Elena Bortolotti con i nipoti

Poi alla fine però il lavoro è arrivato…

Sì, ma sempre grazie al suo aiuto. Quando mi sono sentita pronta a partire da sola sono entrata in società con lui, che è socio del Consorzio S. Francesco di Sassuolo. Avrei voluto continuare con il bilico, ma avevano bisogno di una motrice sul locale, così abbiamo optato per una motrice lunga, 7.20 metri di cassone, centinata, 3 assi, sponda idraulica e portata di 160 ql. Un buon compromesso, no?

Cosa trasporti e che tratte fai oggi?

Resto quasi sempre in Emilia-Romagna, la zona di Sassuolo, Modena e Fiorano. Trasporto prevalentemente macchinari, plastica, piastrelle e pellet per i privati.  

Cosa ti piace di più di questo lavoro?

Dopo tanti anni in fabbrica, in mezzo alla gente, oggi non mi dispiace starmene un po’ per i fatti miei in cabina. Però devo dire che questo lavoro mi ha insegnato a comunicare. Per assurdo, quando lavoravo a contatto con altre persone non parlavo mai, non sorridevo. Ho capito che era perché non amavo il mio lavoro. Oggi parlo con tutti, sia con gli altri autisti che con le persone che incontro al carico o allo scarico. Sono cambiata. Sono sempre stata molto chiusa, ma grazie a questo lavoro oggi mi sento una persona diversa, più spigliata.

I disegni che Elena Bortolotti fa durante i tempi di attesa

C’è qualcosa, invece, che cambieresti, che non ti piace?

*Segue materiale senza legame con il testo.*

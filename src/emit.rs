//! Artifact emission - renders variant schemas and hands them to a sink.
//!
//! Generation never touches the filesystem. An [`Emitter`] turns a
//! [`VariantSchema`] into source text and an [`ArtifactSink`] decides where
//! that text goes.

use std::collections::BTreeMap;
use std::fmt::Write as _;
use std::io::Write as _;
use std::path::PathBuf;

use tracing::{debug, info};

use crate::error::EmitError;
use crate::types::{Marker, TypeRef, VariantArtifact, VariantSchema};

/// Packages imported by default in Kotlin sources.
const DEFAULT_IMPORTS: &[&str] = &["kotlin.collections.", "kotlin."];

/// Renders one variant into source text.
pub trait Emitter {
    /// File extension of rendered artifacts, without the dot.
    fn extension(&self) -> &'static str;

    /// Render a variant.
    ///
    /// # Errors
    ///
    /// Returns `EmitError` if the variant cannot be rendered.
    fn render(&self, variant: &VariantSchema) -> Result<String, EmitError>;
}

/// Destination for rendered artifacts.
pub trait ArtifactSink {
    /// Store the rendered contents of one artifact.
    ///
    /// # Errors
    ///
    /// Returns `EmitError` if the contents cannot be written.
    fn write(&mut self, name: &str, extension: &str, contents: &str) -> Result<(), EmitError>;
}

/// Render every artifact and write it to `sink`. Returns the number written.
///
/// # Errors
///
/// Stops at the first rendering or write failure.
pub fn emit_artifacts(
    artifacts: &[VariantArtifact],
    emitter: &dyn Emitter,
    sink: &mut dyn ArtifactSink,
) -> Result<usize, EmitError> {
    for artifact in artifacts {
        let contents = emitter.render(&artifact.schema)?;
        sink.write(&artifact.name, emitter.extension(), &contents)?;
        debug!(artifact = %artifact.name, bytes = contents.len(), "emitted artifact");
    }
    info!(count = artifacts.len(), "emitted artifacts");
    Ok(artifacts.len())
}

// --- Emitters ---

/// Renders variants as Kotlin data classes.
#[derive(Debug, Clone, Copy, Default)]
pub struct KotlinEmitter;

impl Emitter for KotlinEmitter {
    fn extension(&self) -> &'static str {
        "kt"
    }

    fn render(&self, variant: &VariantSchema) -> Result<String, EmitError> {
        render_kotlin(variant).map_err(|source| EmitError::Render {
            name: variant.name.clone(),
            source,
        })
    }
}

/// Renders variants as pretty-printed JSON descriptions.
#[derive(Debug, Clone, Copy, Default)]
pub struct JsonEmitter;

impl Emitter for JsonEmitter {
    fn extension(&self) -> &'static str {
        "json"
    }

    fn render(&self, variant: &VariantSchema) -> Result<String, EmitError> {
        serde_json::to_string_pretty(variant).map_err(|source| EmitError::Serialize {
            name: variant.name.clone(),
            source,
        })
    }
}

fn render_kotlin(variant: &VariantSchema) -> Result<String, std::fmt::Error> {
    let mut out = String::new();
    let package = variant.package.as_str();

    if !package.is_empty() {
        writeln!(out, "package {}\n", package)?;
    }

    for marker in &variant.markers {
        if let Marker::Annotation(text) = marker {
            writeln!(out, "@{}", text)?;
        }
    }

    if variant.fields.is_empty() {
        writeln!(out, "class {}() {{", variant.name)?;
    } else {
        writeln!(out, "data class {}(", variant.name)?;
        let last = variant.fields.len() - 1;
        for (i, field) in variant.fields.iter().enumerate() {
            for annotation in &field.annotations {
                writeln!(out, "    @field:{}", annotation)?;
            }
            let default = if field.has_default() { " = null" } else { "" };
            let separator = if i == last { "" } else { "," };
            writeln!(
                out,
                "    val {}: {}{}{}",
                field.name,
                kotlin_type(&field.ty, package),
                default,
                separator
            )?;
        }
        writeln!(out, ") {{")?;
    }

    let from_base = &variant.from_base;
    writeln!(
        out,
        "    constructor({}: {}) : this({})",
        from_base.parameter.as_deref().unwrap_or("base"),
        from_base.source,
        named_arguments(from_base.mappings.iter().map(|m| (&m.target, &m.source)))
    )?;

    if let Some(to_partial) = &variant.to_partial {
        writeln!(out)?;
        writeln!(out, "    fun {}(): {} {{", to_partial.name, to_partial.target)?;
        writeln!(
            out,
            "        return {}({})",
            to_partial.target,
            named_arguments(to_partial.mappings.iter().map(|m| (&m.target, &m.source)))
        )?;
        writeln!(out, "    }}")?;
    }

    writeln!(out, "}}")?;
    Ok(out)
}

fn named_arguments<'a>(pairs: impl Iterator<Item = (&'a String, &'a String)>) -> String {
    pairs
        .map(|(target, source)| format!("{} = {}", target, source))
        .collect::<Vec<_>>()
        .join(", ")
}

/// Kotlin spelling of a type, dropping default-imported and same-package prefixes.
fn kotlin_type(ty: &TypeRef, package: &str) -> String {
    let mut out = short_name(&ty.name, package).to_string();
    if ty.is_parameterized() {
        let args: Vec<String> = ty.args.iter().map(|a| kotlin_type(a, package)).collect();
        out.push('<');
        out.push_str(&args.join(", "));
        out.push('>');
    }
    if ty.nullable {
        out.push('?');
    }
    out
}

fn short_name<'a>(name: &'a str, package: &str) -> &'a str {
    let own_prefix = format!("{}.", package);
    let mut prefixes: Vec<&str> = DEFAULT_IMPORTS.to_vec();
    if !package.is_empty() {
        prefixes.push(&own_prefix);
    }

    for prefix in prefixes {
        if let Some(rest) = name.strip_prefix(prefix) {
            // Only strip when the remainder is a top-level name (`Map.Entry` counts)
            if rest.split('.').all(is_type_segment) {
                return rest;
            }
        }
    }
    name
}

fn is_type_segment(segment: &str) -> bool {
    segment.chars().next().map_or(false, char::is_uppercase)
}

// --- Sinks ---

/// Writes each artifact to `{dir}/{name}.{extension}`.
#[derive(Debug, Clone)]
pub struct DirSink {
    dir: PathBuf,
}

impl DirSink {
    pub fn new(dir: impl Into<PathBuf>) -> Self {
        Self { dir: dir.into() }
    }
}

impl ArtifactSink for DirSink {
    fn write(&mut self, name: &str, extension: &str, contents: &str) -> Result<(), EmitError> {
        std::fs::create_dir_all(&self.dir).map_err(|source| EmitError::Write {
            path: self.dir.clone(),
            source,
        })?;
        let path = self.dir.join(format!("{}.{}", name, extension));
        std::fs::write(&path, contents).map_err(|source| EmitError::Write { path, source })
    }
}

/// Collects artifacts in memory, keyed by file name.
#[derive(Debug, Clone, Default)]
pub struct MemorySink {
    pub files: BTreeMap<String, String>,
}

impl MemorySink {
    pub fn new() -> Self {
        Self::default()
    }

    pub fn get(&self, file_name: &str) -> Option<&str> {
        self.files.get(file_name).map(String::as_str)
    }
}

impl ArtifactSink for MemorySink {
    fn write(&mut self, name: &str, extension: &str, contents: &str) -> Result<(), EmitError> {
        self.files
            .insert(format!("{}.{}", name, extension), contents.to_string());
        Ok(())
    }
}

/// Streams artifacts to a writer (e.g. stdout), one after another.
pub struct WriterSink<W> {
    writer: W,
}

impl<W: std::io::Write> WriterSink<W> {
    pub fn new(writer: W) -> Self {
        Self { writer }
    }

    pub fn into_inner(self) -> W {
        self.writer
    }
}

impl<W: std::io::Write> ArtifactSink for WriterSink<W> {
    fn write(&mut self, name: &str, extension: &str, contents: &str) -> Result<(), EmitError> {
        let path = PathBuf::from(format!("{}.{}", name, extension));
        writeln!(self.writer, "{}", contents.trim_end())
            .and_then(|()| self.writer.flush())
            .map_err(|source| EmitError::Write { path, source })
    }
}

Un tema critico è sicuramente il tempo che si perde in attesa al carico e allo scarico. Agli inizi mi mandava fuori di testa, mi arrabbiavo per tutta quella perdita di tempo, poi ho imparato ad aver pazienza.

Il segreto?

Passo il tempo a disegnare, mi aiuta a non annoiarmi. È una mia passione, insieme a quella per i tatuaggi, che tra l’altro è nata proprio quando ero bambina durante un viaggio in camion con mio padre. Avevo 5 o forse 6 anni al massimo ed ero con lui all’Isola D’Elba, una zona che serviva spesso. Al porto vidi dei marinai pieni di tatuaggi e mi innamorai di quei disegni così strani. Così gli dissi che ne avrei fatto uno anche io da grande. A 19 anni ho mantenuto la mia promessa.

In definitiva, quindi, meglio la fabbrica o il camion?

Decisamente il camion! Ho aspettato troppo tempo a prendere questa decisione, mi sono fatta influenzare dal giudizio altrui, ma per fortuna non è mai troppo tardi.

Tua figlia come ha preso la tua decisione?

Quando ho preso le patenti lei era già grandicella, per cui è stato tutto più facile. Oggi Giulia, mia figlia, è contenta della mia decisione, perché finalmente mi vede felice, anche se ha già detto che non vuole seguire le mie orme. Il prossimo anno comincerà l’Università e da grande le piacerebbe fare la logopedista. In realtà in famiglia oggi sono tutti felici per me, compresi i miei nipotini, Elide, Emma, Elia e Achille, i figli di mio fratello e di mia sorella. La mia nipotina più grande, che ha 12 anni, mi ha detto che è molto orgogliosa di me.

Ti è rimasto qualche sogno nel cassetto?

Prima o poi riuscirò a dare l’esame per Gestore dell’autotrasporto. Ho già fatto il corso, ma sono stata bocciata. Non è facile per me, ho un problema di dislessia e nella vita ho sempre lavorato, quindi faccio un po’ fatica, ma prima o poi ce la farò, perché mi piacerebbe mettermi in proprio. E poi, beh, se proprio devo dirla tutta, mi piacerebbe trovare qualcuno disposto a fare un viaggio in camper con me. Ad una condizione però: non voglio guidare sempre e solo io, ogni tanto mi deve dare il cambio!